[SOURCE MATERIAL — start]
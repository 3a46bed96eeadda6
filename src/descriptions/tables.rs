//! Hand-written visual descriptions loaded from bundled JSON files.

use std::collections::{BTreeMap, HashMap};
use std::sync::OnceLock;

/// Errors returned when loading the description tables.
#[derive(Debug)]
pub enum TableError {
    /// A bundled table could not be parsed.
    Parse {
        /// Name of the table
        table: &'static str,
        /// Underlying JSON error
        source: serde_json::Error,
    },
}

impl std::fmt::Display for TableError {
    fn fmt(&self, f: &mut std::fmt::Formatter<'_>) -> std::fmt::Result {
        match self {
            Self::Parse { table, source } => {
                write!(f, "Failed to parse description table {table}: {source}")
            }
        }
    }
}

impl std::error::Error for TableError {}

/// Normalises a word for table lookup: trimmed, lowercase, single spaces.
pub fn normalize_key(word: &str) -> String {
    word.split_whitespace()
        .collect::<Vec<_>>()
        .join(" ")
        .to_lowercase()
}

/// One immutable word -> description mapping.
#[derive(Clone, Debug, Default)]
pub struct DescriptionTable {
    name: &'static str,
    entries: HashMap<String, String>,
}

impl DescriptionTable {
    /// Parses a JSON object of `word: description` pairs.
    ///
    /// Keys are normalised, so differently spaced or cased spellings of the
    /// same word collapse to one entry (the later one wins).
    pub fn from_json(name: &'static str, raw: &str) -> Result<Self, TableError> {
        let parsed: BTreeMap<String, String> = serde_json::from_str(raw)
            .map_err(|source| TableError::Parse { table: name, source })?;
        Ok(Self::from_pairs(name, parsed))
    }

    /// Builds a table from in-memory pairs.
    pub fn from_pairs<K, V>(name: &'static str, pairs: impl IntoIterator<Item = (K, V)>) -> Self
    where
        K: AsRef<str>,
        V: Into<String>,
    {
        let entries = pairs
            .into_iter()
            .map(|(word, description)| (normalize_key(word.as_ref()), description.into()))
            .collect();
        Self { name, entries }
    }

    /// Looks up a word, ignoring case and extra whitespace.
    pub fn get(&self, word: &str) -> Option<&str> {
        self.entries.get(&normalize_key(word)).map(String::as_str)
    }

    /// Table name, for logging.
    pub fn name(&self) -> &'static str {
        self.name
    }

    /// Number of entries.
    pub fn len(&self) -> usize {
        self.entries.len()
    }

    /// True when the table has no entries.
    pub fn is_empty(&self) -> bool {
        self.entries.is_empty()
    }
}

/// All lookup tiers, in priority order.
#[derive(Clone, Debug, Default)]
pub struct DescriptionTables {
    /// Curated descriptions; authoritative for any word they contain.
    pub curated: DescriptionTable,
    /// Manual override tables, consulted in order after the curated one.
    pub manual: Vec<DescriptionTable>,
}

impl DescriptionTables {
    fn parse_bundled() -> Result<Self, TableError> {
        let curated = DescriptionTable::from_json(
            "curated",
            include_str!(concat!(env!("CARGO_MANIFEST_DIR"), "/data/curated_descriptions.json")),
        )?;
        let scenes = DescriptionTable::from_json(
            "scenes",
            include_str!(concat!(env!("CARGO_MANIFEST_DIR"), "/data/scene_descriptions.json")),
        )?;
        let objects = DescriptionTable::from_json(
            "objects",
            include_str!(concat!(env!("CARGO_MANIFEST_DIR"), "/data/object_descriptions.json")),
        )?;
        Ok(Self {
            curated,
            manual: vec![scenes, objects],
        })
    }

    /// Finds the first manual table entry for a word.
    pub fn manual(&self, word: &str) -> Option<&str> {
        self.manual.iter().find_map(|table| table.get(word))
    }
}

static TABLES: OnceLock<DescriptionTables> = OnceLock::new();

/// Parse the bundled description tables; called during startup.
pub fn init() -> Result<&'static DescriptionTables, TableError> {
    if let Some(tables) = TABLES.get() {
        return Ok(tables);
    }
    let parsed = DescriptionTables::parse_bundled()?;
    Ok(TABLES.get_or_init(|| parsed))
}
[SOURCE MATERIAL — finish]
• WHAT IS EXPECTED: Output consists of exactly the lines from the one containing "pub fn is_empty(&self)" to the end of the records above, retyped without change and with nothing extra.

• RESULT FOR THIS EXERCISE:
    pub fn is_empty(&self) -> bool {
        self.entries.is_empty()
    }
}

/// All lookup tiers, in priority order.
#[derive(Clone, Debug, Default)]
pub struct DescriptionTables {
    /// Curated descriptions; authoritative for any word they contain.
    pub curated: DescriptionTable,
    /// Manual override tables, consulted in order after the curated one.
    pub manual: Vec<DescriptionTable>,
}

impl DescriptionTables {
    fn parse_bundled() -> Result<Self, TableError> {
        let curated = DescriptionTable::from_json(
            "curated",
            include_str!(concat!(env!("CARGO_MANIFEST_DIR"), "/data/curated_descriptions.json")),
        )?;
        let scenes = DescriptionTable::from_json(
            "scenes",
            include_str!(concat!(env!("CARGO_MANIFEST_DIR"), "/data/scene_descriptions.json")),
        )?;
        let objects = DescriptionTable::from_json(
            "objects",
            include_str!(concat!(env!("CARGO_MANIFEST_DIR"), "/data/object_descriptions.json")),
        )?;
        Ok(Self {
            curated,
            manual: vec![scenes, objects],
        })
    }

    /// Finds the first manual table entry for a word.
    pub fn manual(&self, word: &str) -> Option<&str> {
        self.manual.iter().find_map(|table| table.get(word))
    }
}

static TABLES: OnceLock<DescriptionTables> = OnceLock::new();

/// Parse the bundled description tables; called during startup.
pub fn init() -> Result<&'static DescriptionTables, TableError> {
    if let Some(tables) = TABLES.get() {
        return Ok(tables);
    }
    let parsed = DescriptionTables::parse_bundled()?;
    Ok(TABLES.get_or_init(|| parsed))
}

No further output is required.